The movie Skinamarink (2023) does not have a post-credits scene. After the film ends, there are no additional scenes or extras during or after the credits.
The film's ending itself is ambiguous and unsettling, featuring Kevin alone in a surreal, shifting house environment, with the entity's face appearing and telling him to go to sleep. The final visuals include the cryptic text "572 days," which is open to interpretation but often thought to represent the length of Kevin's coma or nightmare state. However, once the credits start rolling, the film concludes without any further scenes or post-credit content.
Is this family friendly?
The 2023 movie Skinamarink is not family friendly and is generally recommended for mature audiences, typically 16 years and older, due to its disturbing and unsettling content.
Potentially objectionable or upsetting aspects for children or sensitive viewers include:
- Psychological horror and supernatural themes involving a mysterious entity that isolates and torments children in a surreal, disorienting environment.
- Scenes of darkness and silence that create intense anxiety and fear, which may be overwhelming for younger viewers.
- Implied child abuse and trauma, including emotional and possibly physical abuse, which is a central metaphor in the film and can be deeply distressing.
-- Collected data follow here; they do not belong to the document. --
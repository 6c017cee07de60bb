//! # SelloKit Core
//!
//! Core types and utilities for SelloKit.
//! Provides the physical size value type, unit conversion helpers and the
//! error taxonomy shared by the geometry, CAM and settings crates.

pub mod error;
pub mod units;

pub use error::{Error, GeometryError, Result, SizeError};
pub use units::{format_shortest, round_to, PhysicalSize, MM_PER_CM, SIZE_SEPARATOR};
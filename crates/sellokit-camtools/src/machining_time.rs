//! Quick machining time estimate.
//!
//! A deliberately coarse heuristic used when an order is sized: area drives
//! the base time and markup length stands in for path complexity. It never
//! fails. Anything it cannot work with yields a fixed fallback estimate.

use sellokit_geometry::VectorDrawing;
use serde::{Deserialize, Serialize};

/// Which rule produced an estimate
#[derive(Debug, Clone, Copy, PartialEq, Eq, Serialize, Deserialize)]
#[serde(rename_all = "lowercase")]
pub enum EstimateSource {
    Heuristic,
    Fallback,
}

/// Estimated cut time, in seconds. `roughing + fine == total`.
#[derive(Debug, Clone, Copy, PartialEq, Serialize, Deserialize)]
pub struct TimeEstimate {
    pub total_seconds: f64,
    pub roughing_seconds: f64,
    pub fine_profiling_seconds: f64,
    pub source: EstimateSource,
}

impl TimeEstimate {
    pub fn total_minutes(&self) -> f64 {
        self.total_seconds / 60.0
    }

    pub fn is_fallback(&self) -> bool {
        self.source == EstimateSource::Fallback
    }
}

/// Coefficients and floors of the heuristic
#[derive(Debug, Clone, PartialEq, Serialize, Deserialize)]
#[serde(default)]
pub struct EstimatorSettings {
    /// Base seconds per square centimeter of drawing
    pub seconds_per_cm2: f64,
    /// Seconds per thousand characters of markup
    pub seconds_per_kilochar: f64,
    /// Share of the total spent roughing
    pub roughing_fraction: f64,
    pub min_total_seconds: f64,
    pub min_roughing_seconds: f64,
    pub min_fine_seconds: f64,
    pub fallback_total_seconds: f64,
    pub fallback_roughing_seconds: f64,
}

impl Default for EstimatorSettings {
    fn default() -> Self {
        Self {
            seconds_per_cm2: 2.0,
            seconds_per_kilochar: 10.0,
            roughing_fraction: 0.3,
            min_total_seconds: 30.0,
            min_roughing_seconds: 10.0,
            min_fine_seconds: 20.0,
            fallback_total_seconds: 60.0,
            fallback_roughing_seconds: 20.0,
        }
    }
}

impl EstimatorSettings {
    pub fn fallback(&self) -> TimeEstimate {
        TimeEstimate {
            total_seconds: self.fallback_total_seconds,
            roughing_seconds: self.fallback_roughing_seconds,
            fine_profiling_seconds: self.fallback_total_seconds - self.fallback_roughing_seconds,
            source: EstimateSource::Fallback,
        }
    }
}

/// Time estimator with configurable coefficients
#[derive(Debug, Clone, Default)]
pub struct TimeEstimator {
    settings: EstimatorSettings,
}

impl TimeEstimator {
    pub fn new(settings: EstimatorSettings) -> Self {
        Self { settings }
    }

    pub fn settings(&self) -> &EstimatorSettings {
        &self.settings
    }

    /// Estimate the cut time of `markup` produced at `width_mm` by `height_mm`.
    ///
    /// Markup that is not a well-formed drawing, or dimensions that are
    /// negative or not finite, give the fallback estimate.
    pub fn estimate(&self, markup: &str, width_mm: f64, height_mm: f64) -> TimeEstimate {
        if !(width_mm.is_finite() && height_mm.is_finite() && width_mm >= 0.0 && height_mm >= 0.0)
        {
            tracing::warn!(
                width_mm,
                height_mm,
                "Unusable dimensions for time estimate, using fallback"
            );
            return self.settings.fallback();
        }
        if let Err(e) = VectorDrawing::parse(markup) {
            tracing::warn!(error = %e, "Cannot estimate time for markup, using fallback");
            return self.settings.fallback();
        }

        let s = &self.settings;
        let area_cm2 = width_mm * height_mm / 100.0;
        let complexity = markup.len() as f64 / 1000.0;

        let mut total = (area_cm2 * s.seconds_per_cm2 + complexity * s.seconds_per_kilochar)
            .max(s.min_total_seconds);
        let roughing = (total * s.roughing_fraction).max(s.min_roughing_seconds);
        if total - roughing < s.min_fine_seconds {
            total = roughing + s.min_fine_seconds;
        }

        let estimate = TimeEstimate {
            total_seconds: total,
            roughing_seconds: roughing,
            fine_profiling_seconds: total - roughing,
            source: EstimateSource::Heuristic,
        };
        tracing::debug!(
            area_cm2,
            complexity,
            total_seconds = estimate.total_seconds,
            "Estimated machining time"
        );
        estimate
    }
}

/// Estimate with the default coefficients
pub fn estimate_time(markup: &str, width_mm: f64, height_mm: f64) -> TimeEstimate {
    TimeEstimator::default().estimate(markup, width_mm, height_mm)
}
use proptest::prelude::*;
use sellokit_camtools::{
    derive_material, estimate_time, EstimateSource, OperationEstimator, OperationKind,
};
use sellokit_core::PhysicalSize;
use sellokit_geometry::fit_markup;

#[test]
fn test_estimate_on_fitted_output() {
    let svg = r#"<svg><path d="M0 0 L100 0 L100 50 L0 50 Z"/></svg>"#;
    let fitted = fit_markup(svg, "10x5").unwrap();
    let t = estimate_time(&fitted.markup, 100.0, 50.0);
    assert_eq!(t.source, EstimateSource::Heuristic);
    // 50 cm2 -> 100 s plus markup length.
    assert!(t.total_seconds > 100.0 && t.total_seconds < 105.0);
}

#[test]
fn test_operation_model_on_fitted_output() {
    let svg = r#"<svg><circle cx="0" cy="0" r="10"/><rect width="30" height="10"/></svg>"#;
    let fitted = fit_markup(svg, "3x2").unwrap();
    let breakdown = OperationEstimator::default().estimate(&fitted.markup, 30.0, 20.0);
    for kind in OperationKind::ALL {
        assert!(breakdown.minutes_for(kind).unwrap() > 0.0);
    }
}

#[test]
fn test_material_boundaries() {
    assert_eq!(derive_material(PhysicalSize::new(2.0, 1.2)).bar_width_mm, Some(19));
    assert_eq!(derive_material(PhysicalSize::new(3.9, 3.81)).bar_width_mm, None);
}

proptest! {
    #[test]
    fn prop_estimate_respects_floors(
        w in 0.0f64..2000.0,
        h in 0.0f64..2000.0,
        padding in 0usize..5000,
    ) {
        let markup = format!("<svg>{}<rect width='1' height='1'/></svg>", " ".repeat(padding));
        let t = estimate_time(&markup, w, h);
        prop_assert!(t.total_seconds >= 30.0);
        prop_assert!(t.roughing_seconds >= 10.0);
        prop_assert!(t.fine_profiling_seconds >= 20.0);
        prop_assert!((t.roughing_seconds + t.fine_profiling_seconds - t.total_seconds).abs() < 1e-9);
    }

    #[test]
    fn prop_bar_is_wider_than_short_side(w in 0.01f64..10.0, h in 0.01f64..10.0) {
        let material = derive_material(PhysicalSize::new(w, h));
        match material.bar_width_mm {
            Some(width) => prop_assert!(f64::from(width) > w.min(h) * 10.0),
            None => prop_assert!(w.min(h) * 10.0 >= 38.0),
        }
        prop_assert_eq!(material.bar_length_cm, Some(w.max(h)));
    }
}
//! # SelloKit CAM Tools
//!
//! Manufacturing parameters derived from a sized seal drawing.
//!
//! ## Tools Included
//!
//! - **Bar Stock**: smallest standard bar width that fits the seal, and the
//!   length of bar it consumes
//! - **Machining Time**: quick heuristic estimate split into roughing and
//!   fine profiling, with a fixed fallback
//! - **Operations**: per-operation time model (facing, pocketing, profiling)
//!   with calibration from measured times
//! - **Batch**: bar and time totals for a production program

pub mod batch;
pub mod error;
pub mod machining_time;
pub mod operations;
pub mod stock;

pub use batch::{summarize, BatchSummary, ProductionJob, UsageLevel, TRACKED_BAR_WIDTHS_MM};
pub use error::{CamToolError, CamToolResult, ParameterError, ParameterResult};
pub use machining_time::{
    estimate_time, EstimateSource, EstimatorSettings, TimeEstimate, TimeEstimator,
};
pub use operations::{
    calibrate, empirical_estimate, estimate_perimeter, CutStrategy, EstimateMethod,
    MeasuredTimes, OperationBreakdown, OperationEstimator, OperationKind, OperationProfile,
    OperationSet, OperationTime, ShapeComplexity, ToolKind,
};
pub use stock::{
    derive_material, derive_material_str, derive_material_with, select_bar_width, MaterialSpec,
    STANDARD_BAR_WIDTHS_MM,
};
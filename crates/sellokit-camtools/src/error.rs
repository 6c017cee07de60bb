//! Error types for the CAM tools crate.
//!
//! This module provides structured error types for operation calibration
//! and parameter validation. Time estimates themselves never return these:
//! they fall back to empirical values instead.

use sellokit_core::GeometryError;
use thiserror::Error;

/// Errors that can occur during CAM tool operations.
#[derive(Error, Debug, Clone, PartialEq)]
pub enum CamToolError {
    /// The reference drawing could not be used.
    #[error("Geometry error: {0}")]
    Geometry(#[from] GeometryError),

    /// A parameter validation error occurred.
    #[error("Parameter error: {0}")]
    Parameter(#[from] ParameterError),
}

/// Errors related to CAM tool parameter validation.
#[derive(Error, Debug, Clone, PartialEq)]
pub enum ParameterError {
    /// A parameter value is out of the valid range.
    #[error("Parameter '{name}' out of range: {value} (valid: {min}..{max})")]
    OutOfRange {
        name: String,
        value: f64,
        min: f64,
        max: f64,
    },

    /// A parameter value is invalid.
    #[error("Invalid value for '{name}': {reason}")]
    InvalidValue { name: String, reason: String },

    /// Dimensions are invalid (zero, negative or not finite).
    #[error("Invalid dimensions: {0}")]
    InvalidDimensions(String),
}

impl ParameterError {
    /// Require a finite, strictly positive value
    pub fn ensure_positive(name: &str, value: f64) -> ParameterResult<f64> {
        if value.is_finite() && value > 0.0 {
            Ok(value)
        } else {
            Err(ParameterError::InvalidValue {
                name: name.to_string(),
                reason: format!("must be a positive number, got {value}"),
            })
        }
    }
}

/// Result type alias for CAM tool operations.
pub type CamToolResult<T> = Result<T, CamToolError>;

/// Result type alias for parameter validation.
pub type ParameterResult<T> = Result<T, ParameterError>;
use proptest::prelude::*;
use sellokit_core::{PhysicalSize, SizeError};

#[test]
fn test_size_serializes_as_struct() {
    let size = PhysicalSize::new(10.0, 5.0);
    let json = serde_json::to_string(&size).unwrap();
    assert_eq!(json, r#"{"width":10.0,"height":5.0}"#);
}

#[test]
fn test_error_messages_name_the_input() {
    let err = PhysicalSize::parse("diez por cinco").unwrap_err();
    assert_eq!(
        err,
        SizeError::InvalidFormat {
            input: "diez por cinco".to_string()
        }
    );
}

proptest! {
    #[test]
    fn prop_cm_to_mm_scales_both_sides(w in 0.1f64..500.0, h in 0.1f64..500.0) {
        let mm = PhysicalSize::new(w, h).cm_to_mm();
        prop_assert!((mm.width - w * 10.0).abs() < 1e-9);
        prop_assert!((mm.height - h * 10.0).abs() < 1e-9);
    }

    #[test]
    fn prop_min_side_never_exceeds_max_side(w in 0.1f64..500.0, h in 0.1f64..500.0) {
        let size = PhysicalSize::new(w, h);
        prop_assert!(size.min_side() <= size.max_side());
    }
}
- Disturbing imagery, such as a character having their mouth removed, symbolizing silencing and helplessness.
- Themes of death, betrayal, and loss, explored in a bleak and abstract manner that can be emotionally heavy.
- No explicit sexual content or graphic violence is detailed in the sources, but the film's tone and themes are mature and unsettling.
Overall, Skinamarink is a slow, atmospheric horror film that uses minimal conventional scares but relies heavily on psychological dread, darkness, and abstract horror elements that are not suitable for children or sensitive viewers.